When we encounter abrupt pain and loss, we inevitably question, why? Throughout my life, I have experienced many instances of hurt. Each time I think my broken heart is finally healing, something else happens to break it again. This time it was my mother’s death.

How could God allow this to happen? How could His good love bring such aching hurt? How can I find peace again?

 

Looking for answers

Like any other person seeking answers, I took to the Internet, rummaging through any information I could lay my hands on. But nothing seemed able to bring peace to my confused mind.

“Fifty best romantic movies” and “How to find the perfect guy” were some of the results on my screen. But they were meaningless to me. My heart wanted something deeper. I needed more than mere human love, but I was looking for divine answers in all the wrong places.

The lack of answers only increased my angst and confusion. I tried to ignore the questions. I distanced myself from loved ones, afraid of being hurt again.
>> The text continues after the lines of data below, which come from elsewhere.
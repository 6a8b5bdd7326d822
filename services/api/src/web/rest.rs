//! services/api/src/web/rest.rs
//!
//! Contains the Axum handlers for the REST API endpoints and the master
//! definition for the OpenAPI specification.

use crate::web::state::AppState;
use axum::{
    extract::{Extension, Multipart, State},
    http::StatusCode,
    response::{IntoResponse, Json},
};
use dermaglow_core::domain::{
    AvatarUpload, IngredientAnalysis, ProfileUpdate, RoutineComplexity, RoutineRequest,
    RoutineResponse, RoutineStep, UserProfile,
};
use dermaglow_core::workflow::{SkipReason, Submission};
use serde::{Deserialize, Serialize};
use std::sync::Arc;
use utoipa::{OpenApi, ToSchema};
use uuid::Uuid;

//=========================================================================================
// OpenAPI Master Definition
//=========================================================================================

#[derive(OpenApi)]
#[openapi(
    paths(
        crate::web::auth::signup_handler,
        crate::web::auth::login_handler,
        crate::web::auth::google_handler,
        crate::web::auth::logout_handler,
        crate::web::auth::reset_password_handler,
        crate::web::auth::update_password_handler,
        crate::web::auth::resend_verification_handler,
        me_handler,
        update_profile_handler,
        upload_avatar_handler,
        refresh_assessment_handler,
        analyze_ingredient_handler,
        generate_routine_handler,
    ),
    components(
        schemas(
            crate::web::auth::SignupRequest,
            crate::web::auth::LoginRequest,
            crate::web::auth::ResetPasswordRequest,
            crate::web::auth::UpdatePasswordRequest,
            crate::web::auth::OAuthRedirectResponse,
            MeResponse,
            ProfilePayload,
            UpdateProfileRequest,
            AvatarResponse,
            AssessmentStatusResponse,
            AnalyzeIngredientRequest,
            IngredientAnalysisPayload,
            GenerateRoutineRequest,
            RoutineStepPayload,
            RoutinePayload,
        )
    ),
    tags(
        (name = "DermaGlow API", description = "Auth, profile, and AI skincare-advice endpoints.")
    )
)]
pub struct ApiDoc;

//=========================================================================================
// API Response and Payload Structs
//=========================================================================================

/// The authenticated user's view of the synchronizer state.
#[derive(Serialize, ToSchema)]
pub struct MeResponse {
    user_id: Uuid,
    email: String,
    profile: Option<ProfilePayload>,
    has_completed_assessment: bool,
    loading: bool,
}

#[derive(Serialize, ToSchema)]
pub struct ProfilePayload {
    id: Uuid,
    email: Option<String>,
    full_name: Option<String>,
    username: Option<String>,
    avatar_url: Option<String>,
}

impl From<UserProfile> for ProfilePayload {
    fn from(profile: UserProfile) -> Self {
        Self {
            id: profile.id,
            email: profile.email,
            full_name: profile.full_name,
            username: profile.username,
            avatar_url: profile.avatar_url,
        }
    }
}

#[derive(Deserialize, ToSchema)]
pub struct UpdateProfileRequest {
    pub full_name: Option<String>,
    pub username: Option<String>,
    pub avatar_url: Option<String>,
}

#[derive(Serialize, ToSchema)]
pub struct AvatarResponse {
    avatar_url: String,
}

#[derive(Serialize, ToSchema)]
pub struct AssessmentStatusResponse {
    has_completed_assessment: bool,
}

#[derive(Deserialize, ToSchema)]
pub struct AnalyzeIngredientRequest {
    pub ingredient: String,
}

/// The structured report for one ingredient.
#[derive(Serialize, ToSchema)]
pub struct IngredientAnalysisPayload {
    rating: u8,
    rating_badge: &'static str,
    category: String,
    benefits: String,
    how_to_use: String,
    mechanism_of_action: String,
    safety_usage_limit: String,
    side_effects: String,
    suitable_skin_types: String,
    professional_summary: String,
}

impl From<IngredientAnalysis> for IngredientAnalysisPayload {
    fn from(analysis: IngredientAnalysis) -> Self {
        Self {
            rating_badge: analysis.rating_badge(),
            professional_summary: analysis.professional_summary(),
            rating: analysis.rating,
            category: analysis.category,
            benefits: analysis.benefits,
            how_to_use: analysis.how_to_use,
            mechanism_of_action: analysis.mechanism_of_action,
            safety_usage_limit: analysis.safety_usage_limit,
            side_effects: analysis.side_effects,
            suitable_skin_types: analysis.suitable_skin_types,
        }
    }
}

#[derive(Deserialize, ToSchema)]
pub struct GenerateRoutineRequest {
    pub skin_type: String,
    #[serde(default)]
    pub concerns: Vec<String>,
    /// One of "2-step", "3-4-step", "more-than-4-step".
    pub complexity: String,
}

#[derive(Serialize, ToSchema)]
pub struct RoutineStepPayload {
    step: u32,
    product_type: String,
    product_name: String,
    instructions: String,
    benefits: String,
    timing: String,
    optional: bool,
}

impl From<RoutineStep> for RoutineStepPayload {
    fn from(step: RoutineStep) -> Self {
        Self {
            step: step.step,
            product_type: step.product_type,
            product_name: step.product_name,
            instructions: step.instructions,
            benefits: step.benefits,
            timing: step.timing,
            optional: step.optional,
        }
    }
}

#[derive(Serialize, ToSchema)]
pub struct RoutinePayload {
    morning_routine: Vec<RoutineStepPayload>,
    evening_routine: Vec<RoutineStepPayload>,
    general_tips: String,
    frequency_notes: String,
    weekly_schedule: String,
    product_recommendations: String,
}

impl From<RoutineResponse> for RoutinePayload {
    fn from(routine: RoutineResponse) -> Self {
        Self {
            morning_routine: routine.morning_routine.into_iter().map(Into::into).collect(),
            evening_routine: routine.evening_routine.into_iter().map(Into::into).collect(),
            general_tips: routine.general_tips,
            frequency_notes: routine.frequency_notes,
            weekly_schedule: routine.weekly_schedule,
            product_recommendations: routine.product_recommendations,
        }
    }
}

/// Maps a workflow submission outcome to an HTTP result: missing input is a
/// 400, a duplicate trigger while one is pending is a 409, and a collaborator
/// failure is a 502 carrying the message verbatim.
fn submission_to_response<T, P: From<T> + Serialize>(
    submission: Submission<T>,
    missing_input_message: &str,
) -> Result<Json<P>, (StatusCode, String)> {
    match submission {
        Submission::Completed(value) => Ok(Json(P::from(value))),
        Submission::Failed(message) => Err((StatusCode::BAD_GATEWAY, message)),
        Submission::NotSubmitted(SkipReason::MissingInput) => Err((
            StatusCode::BAD_REQUEST,
            missing_input_message.to_string(),
        )),
        Submission::NotSubmitted(SkipReason::InFlight) => Err((
            StatusCode::CONFLICT,
            "A request is already in progress".to_string(),
        )),
    }
}

//=========================================================================================
// REST API Handlers
//=========================================================================================

/// Get the current user and profile.
#[utoipa::path(
    get,
    path = "/me",
    responses(
        (status = 200, description = "Current synchronizer state", body = MeResponse),
        (status = 401, description = "Not signed in"),
    )
)]
pub async fn me_handler(
    State(state): State<Arc<AppState>>,
) -> Result<impl IntoResponse, (StatusCode, String)> {
    let snapshot = state.auth.snapshot();
    let user = snapshot
        .user()
        .ok_or((StatusCode::UNAUTHORIZED, "No user logged in".to_string()))?;

    Ok(Json(MeResponse {
        user_id: user.id,
        email: user.email.clone(),
        profile: snapshot.profile.clone().map(Into::into),
        has_completed_assessment: snapshot.has_completed_assessment,
        loading: snapshot.loading,
    }))
}

/// Apply a partial profile update.
///
/// Returns the canonical updated profile as stored by the backend; the
/// synchronizer never merges patches locally.
#[utoipa::path(
    patch,
    path = "/profile",
    request_body = UpdateProfileRequest,
    responses(
        (status = 200, description = "Updated profile", body = ProfilePayload),
        (status = 401, description = "Not signed in"),
        (status = 502, description = "Backend rejected the update"),
    )
)]
pub async fn update_profile_handler(
    State(state): State<Arc<AppState>>,
    Json(req): Json<UpdateProfileRequest>,
) -> Result<impl IntoResponse, (StatusCode, String)> {
    let profile = state
        .auth
        .update_profile(ProfileUpdate {
            full_name: req.full_name,
            username: req.username,
            avatar_url: req.avatar_url,
        })
        .await
        .map_err(auth_error_to_response)?;

    Ok(Json(ProfilePayload::from(profile)))
}

/// Upload a new avatar image.
///
/// Accepts a multipart/form-data request with a single file part. The full
/// profile is reloaded afterwards, so a subsequent GET /me reflects the new URL.
#[utoipa::path(
    post,
    path = "/profile/avatar",
    request_body(content_type = "multipart/form-data", description = "The image to upload."),
    responses(
        (status = 200, description = "Avatar stored", body = AvatarResponse),
        (status = 400, description = "Multipart form did not include a file"),
        (status = 401, description = "Not signed in"),
        (status = 502, description = "Backend rejected the upload"),
    )
)]
pub async fn upload_avatar_handler(
    State(state): State<Arc<AppState>>,
    mut multipart: Multipart,
) -> Result<impl IntoResponse, (StatusCode, String)> {
    let upload = if let Some(field) = multipart.next_field().await.map_err(|e| {
        (
            StatusCode::BAD_REQUEST,
            format!("Failed to read multipart data: {}", e),
        )
    })? {
        let file_name = field.file_name().unwrap_or("avatar.png").to_string();
        let content_type = field
            .content_type()
            .unwrap_or("application/octet-stream")
            .to_string();
        let bytes = field.bytes().await.map_err(|e| {
            (
                StatusCode::BAD_REQUEST,
                format!("Failed to read file bytes: {}", e),
            )
        })?;
        AvatarUpload {
            file_name,
            content_type,
            bytes,
        }
    } else {
        return Err((
            StatusCode::BAD_REQUEST,
            "Multipart form must include a file".to_string(),
        ));
    };

    let avatar_url = state
        .auth
        .upload_avatar(upload)
        .await
        .map_err(auth_error_to_response)?;

    Ok(Json(AvatarResponse { avatar_url }))
}

/// Recompute the has-completed-assessment flag.
#[utoipa::path(
    post,
    path = "/assessment/refresh",
    responses(
        (status = 200, description = "Recomputed flag", body = AssessmentStatusResponse),
        (status = 401, description = "Not signed in"),
    )
)]
pub async fn refresh_assessment_handler(State(state): State<Arc<AppState>>) -> impl IntoResponse {
    state.auth.refresh_assessment_status().await;
    Json(AssessmentStatusResponse {
        has_completed_assessment: state.auth.snapshot().has_completed_assessment,
    })
}

/// Analyze a single skincare ingredient.
#[utoipa::path(
    post,
    path = "/ingredients/analyze",
    request_body = AnalyzeIngredientRequest,
    responses(
        (status = 200, description = "Analysis report", body = IngredientAnalysisPayload),
        (status = 400, description = "Ingredient name was empty"),
        (status = 401, description = "Not signed in"),
        (status = 409, description = "An analysis is already in progress"),
        (status = 502, description = "The analysis collaborator failed"),
    )
)]
pub async fn analyze_ingredient_handler(
    State(state): State<Arc<AppState>>,
    Extension(_user_id): Extension<Uuid>,
    Json(req): Json<AnalyzeIngredientRequest>,
) -> Result<Json<IngredientAnalysisPayload>, (StatusCode, String)> {
    let submission = state.ingredient_checker.analyze(&req.ingredient).await;
    submission_to_response(submission, "An ingredient name is required")
}

/// Generate a personalized skincare routine.
#[utoipa::path(
    post,
    path = "/routines/generate",
    request_body = GenerateRoutineRequest,
    responses(
        (status = 200, description = "Generated routine", body = RoutinePayload),
        (status = 400, description = "Skin type or concerns were missing"),
        (status = 401, description = "Not signed in"),
        (status = 409, description = "A generation is already in progress"),
        (status = 502, description = "The generation collaborator failed"),
    )
)]
pub async fn generate_routine_handler(
    State(state): State<Arc<AppState>>,
    Extension(_user_id): Extension<Uuid>,
    Json(req): Json<GenerateRoutineRequest>,
) -> Result<Json<RoutinePayload>, (StatusCode, String)> {
    let complexity = RoutineComplexity::parse(&req.complexity).ok_or_else(|| {
        (
            StatusCode::BAD_REQUEST,
            format!("'{}' is not a recognized routine complexity", req.complexity),
        )
    })?;

    let request = RoutineRequest {
        skin_type: req.skin_type,
        concerns: req.concerns,
        complexity,
    };

    let submission = state.routine_generator.generate(&request).await;
    submission_to_response(submission, "A skin type and at least one concern are required")
}

/// Maps synchronizer errors onto HTTP: an anonymous context is a 401, a
/// collaborator failure is a 502 carrying the message verbatim.
fn auth_error_to_response(
    err: dermaglow_core::context::AuthContextError,
) -> (StatusCode, String) {
    use dermaglow_core::context::AuthContextError;
    match err {
        AuthContextError::NotAuthenticated => (StatusCode::UNAUTHORIZED, err.to_string()),
        AuthContextError::Remote(message) => (StatusCode::BAD_GATEWAY, message),
    }
}
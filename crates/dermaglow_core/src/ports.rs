//! crates/dermaglow_core/src/ports.rs
//!
//! Defines the service contracts (traits) for the application's core logic.
//! These traits form the boundary of the hexagonal architecture, allowing the core
//! to be independent of the hosted auth backend and AI APIs behind them.

use async_trait::async_trait;
use tokio::sync::mpsc;
use uuid::Uuid;

use crate::domain::{
    AuthChange, AvatarUpload, IngredientAnalysis, ProfileUpdate, RoutineRequest,
    RoutineResponse, Session, SignUpInfo, SkinAssessment, UserProfile,
};

//=========================================================================================
// Generic Port Error and Result Types
//=========================================================================================

/// A generic error type for all port operations.
/// This abstracts away the specific errors from external services (e.g., HTTP, vendor APIs).
#[derive(Debug, thiserror::Error)]
pub enum PortError {
    #[error("Item not found: {0}")]
    NotFound(String),
    #[error("An unexpected error occurred: {0}")]
    Unexpected(String),
    #[error("Unauthorized")]
    Unauthorized,
}

/// A convenience type alias for `Result<T, PortError>`.
pub type PortResult<T> = Result<T, PortError>;

//=========================================================================================
// Service Ports (Traits)
//=========================================================================================

/// The hosted auth backend: credentials, session issuance, profile storage,
/// and avatar upload. Implementations also own the auth-state notification
/// stream that the session synchronizer consumes.
#[async_trait]
pub trait AuthService: Send + Sync {
    // --- Credential operations ---
    async fn sign_up(
        &self,
        email: &str,
        password: &str,
        info: Option<SignUpInfo>,
    ) -> PortResult<()>;

    async fn sign_in(&self, email: &str, password: &str) -> PortResult<()>;

    /// Starts the OAuth redirect flow and returns the provider authorize URL.
    /// The resulting session arrives through the notification stream, never
    /// through this call's return value.
    async fn sign_in_with_google(&self) -> PortResult<String>;

    async fn sign_out(&self) -> PortResult<()>;

    async fn reset_password(&self, email: &str) -> PortResult<()>;

    async fn update_password(&self, new_password: &str) -> PortResult<()>;

    async fn resend_email_verification(&self) -> PortResult<()>;

    /// One-shot fetch of the current session, if any.
    async fn current_session(&self) -> PortResult<Option<Session>>;

    /// Subscribe to auth-state change notifications. Every sign-in,
    /// sign-out, and token refresh is delivered, in order, to each
    /// live receiver.
    fn subscribe(&self) -> mpsc::UnboundedReceiver<AuthChange>;

    // --- Profile storage ---
    async fn get_user_profile(&self, user_id: Uuid) -> PortResult<Option<UserProfile>>;

    /// Applies a partial update and returns the canonical stored profile.
    async fn update_user_profile(
        &self,
        user_id: Uuid,
        updates: ProfileUpdate,
    ) -> PortResult<UserProfile>;

    /// Uploads an avatar image and returns its public URL.
    async fn upload_avatar(&self, user_id: Uuid, upload: AvatarUpload) -> PortResult<String>;
}

/// Read access to stored skin-assessment records.
#[async_trait]
pub trait AssessmentService: Send + Sync {
    /// Returns the single most recent assessment for the user, or `None`.
    async fn latest_for_user(&self, user_id: Uuid) -> PortResult<Option<SkinAssessment>>;
}

#[async_trait]
pub trait IngredientAnalysisService: Send + Sync {
    /// Analyzes a single skincare ingredient by name.
    async fn analyze_ingredient(&self, ingredient: &str) -> PortResult<IngredientAnalysis>;
}

#[async_trait]
pub trait RoutineGenerationService: Send + Sync {
    /// Generates a personalized routine for the given skin profile.
    async fn generate_routine(&self, request: &RoutineRequest) -> PortResult<RoutineResponse>;
}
I fell deeper and deeper into anguish and pain, unable to see the goodness of God.

Utterly helpless, I finally cried out to Him, hoping for some kind of message written in the clouds, or an angel to carry me out of my misery, or anything, really, any sign to see me through the pain.

And He answered.

But not in the manner I had imagined. Not the spectacular declaration of love I was hoping for.

He was more subtle. He gently placed the book of Ruth upon my heart.

“No, that can’t be it!” I thought to myself as I skimmed over the pages of the well-known book. A book I had read countless times. I knew how the story went, the romance of Ruth and Boaz. The “relationship goals” for every Christian.

I wanted to know if God still loved me in this tough season. I didn’t want relationship advice.

Eventually, I gave in to His whispers. Reluctantly opening the book, I started reading.

 

God’s persistent love

What I found was my life story spread across the pages. I was like Naomi. She too was familiar with grief. Naomi and her family had to leave their lives behind when their homeland was struck by a famine. While living in a foreign land, her husband and sons all passed away, leaving her with two daughters-in-law. She became bitter against the Lord for the calamity that had befallen her. On hearing that the famine had ended, Naomi decided to return to her homeland alone, and urged her daughters-in-law to leave her and find their own families.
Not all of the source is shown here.